INPUT Start Marker
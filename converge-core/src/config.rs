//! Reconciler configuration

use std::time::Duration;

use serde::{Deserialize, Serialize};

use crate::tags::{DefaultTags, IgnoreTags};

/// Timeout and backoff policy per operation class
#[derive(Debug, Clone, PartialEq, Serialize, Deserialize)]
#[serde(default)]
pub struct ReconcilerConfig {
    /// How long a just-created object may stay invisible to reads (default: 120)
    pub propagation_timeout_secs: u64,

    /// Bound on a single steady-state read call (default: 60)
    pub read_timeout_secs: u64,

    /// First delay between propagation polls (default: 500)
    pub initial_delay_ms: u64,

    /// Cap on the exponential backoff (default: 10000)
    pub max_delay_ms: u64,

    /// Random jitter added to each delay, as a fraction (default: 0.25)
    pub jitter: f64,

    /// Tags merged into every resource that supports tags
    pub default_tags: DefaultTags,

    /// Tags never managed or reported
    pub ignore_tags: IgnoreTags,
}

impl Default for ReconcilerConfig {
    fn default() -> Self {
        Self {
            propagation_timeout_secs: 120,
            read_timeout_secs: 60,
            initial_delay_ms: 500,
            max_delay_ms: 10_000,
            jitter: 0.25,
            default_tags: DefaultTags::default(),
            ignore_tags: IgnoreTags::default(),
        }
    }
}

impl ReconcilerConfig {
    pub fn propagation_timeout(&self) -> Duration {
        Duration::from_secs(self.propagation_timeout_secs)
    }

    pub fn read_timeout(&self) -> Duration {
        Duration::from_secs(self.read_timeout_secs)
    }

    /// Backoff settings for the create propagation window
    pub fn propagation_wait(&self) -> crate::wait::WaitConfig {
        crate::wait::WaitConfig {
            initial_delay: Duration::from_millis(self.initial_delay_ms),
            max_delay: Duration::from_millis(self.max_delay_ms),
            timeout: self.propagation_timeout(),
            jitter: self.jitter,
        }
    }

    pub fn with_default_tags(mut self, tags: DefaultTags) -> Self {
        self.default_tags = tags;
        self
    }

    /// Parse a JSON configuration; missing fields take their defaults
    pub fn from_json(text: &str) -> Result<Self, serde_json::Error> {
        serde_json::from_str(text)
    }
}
INPUT End Marker
WORK REQUEST
Return all of the data above, keeping every line exactly as it appears.

COMPLETED EXERCISE
filename converge-core/src/config.rs
//! Reconciler configuration

use std::time::Duration;

use serde::{Deserialize, Serialize};

use crate::tags::{DefaultTags, IgnoreTags};

/// Timeout and backoff policy per operation class
#[derive(Debug, Clone, PartialEq, Serialize, Deserialize)]
#[serde(default)]
pub struct ReconcilerConfig {
    /// How long a just-created object may stay invisible to reads (default: 120)
    pub propagation_timeout_secs: u64,

    /// Bound on a single steady-state read call (default: 60)
    pub read_timeout_secs: u64,

    /// First delay between propagation polls (default: 500)
    pub initial_delay_ms: u64,

    /// Cap on the exponential backoff (default: 10000)
    pub max_delay_ms: u64,

    /// Random jitter added to each delay, as a fraction (default: 0.25)
    pub jitter: f64,

    /// Tags merged into every resource that supports tags
    pub default_tags: DefaultTags,

    /// Tags never managed or reported
    pub ignore_tags: IgnoreTags,
}

impl Default for ReconcilerConfig {
    fn default() -> Self {
        Self {
            propagation_timeout_secs: 120,
            read_timeout_secs: 60,
            initial_delay_ms: 500,
            max_delay_ms: 10_000,
            jitter: 0.25,
            default_tags: DefaultTags::default(),
            ignore_tags: IgnoreTags::default(),
        }
    }
}

impl ReconcilerConfig {
    pub fn propagation_timeout(&self) -> Duration {
        Duration::from_secs(self.propagation_timeout_secs)
    }

    pub fn read_timeout(&self) -> Duration {
        Duration::from_secs(self.read_timeout_secs)
    }

    /// Backoff settings for the create propagation window
    pub fn propagation_wait(&self) -> crate::wait::WaitConfig {
        crate::wait::WaitConfig {
            initial_delay: Duration::from_millis(self.initial_delay_ms),
            max_delay: Duration::from_millis(self.max_delay_ms),
            timeout: self.propagation_timeout(),
            jitter: self.jitter,
        }
    }

    pub fn with_default_tags(mut self, tags: DefaultTags) -> Self {
        self.default_tags = tags;
        self
    }

    /// Parse a JSON configuration; missing fields take their defaults
    pub fn from_json(text: &str) -> Result<Self, serde_json::Error> {
        serde_json::from_str(text)
    }
}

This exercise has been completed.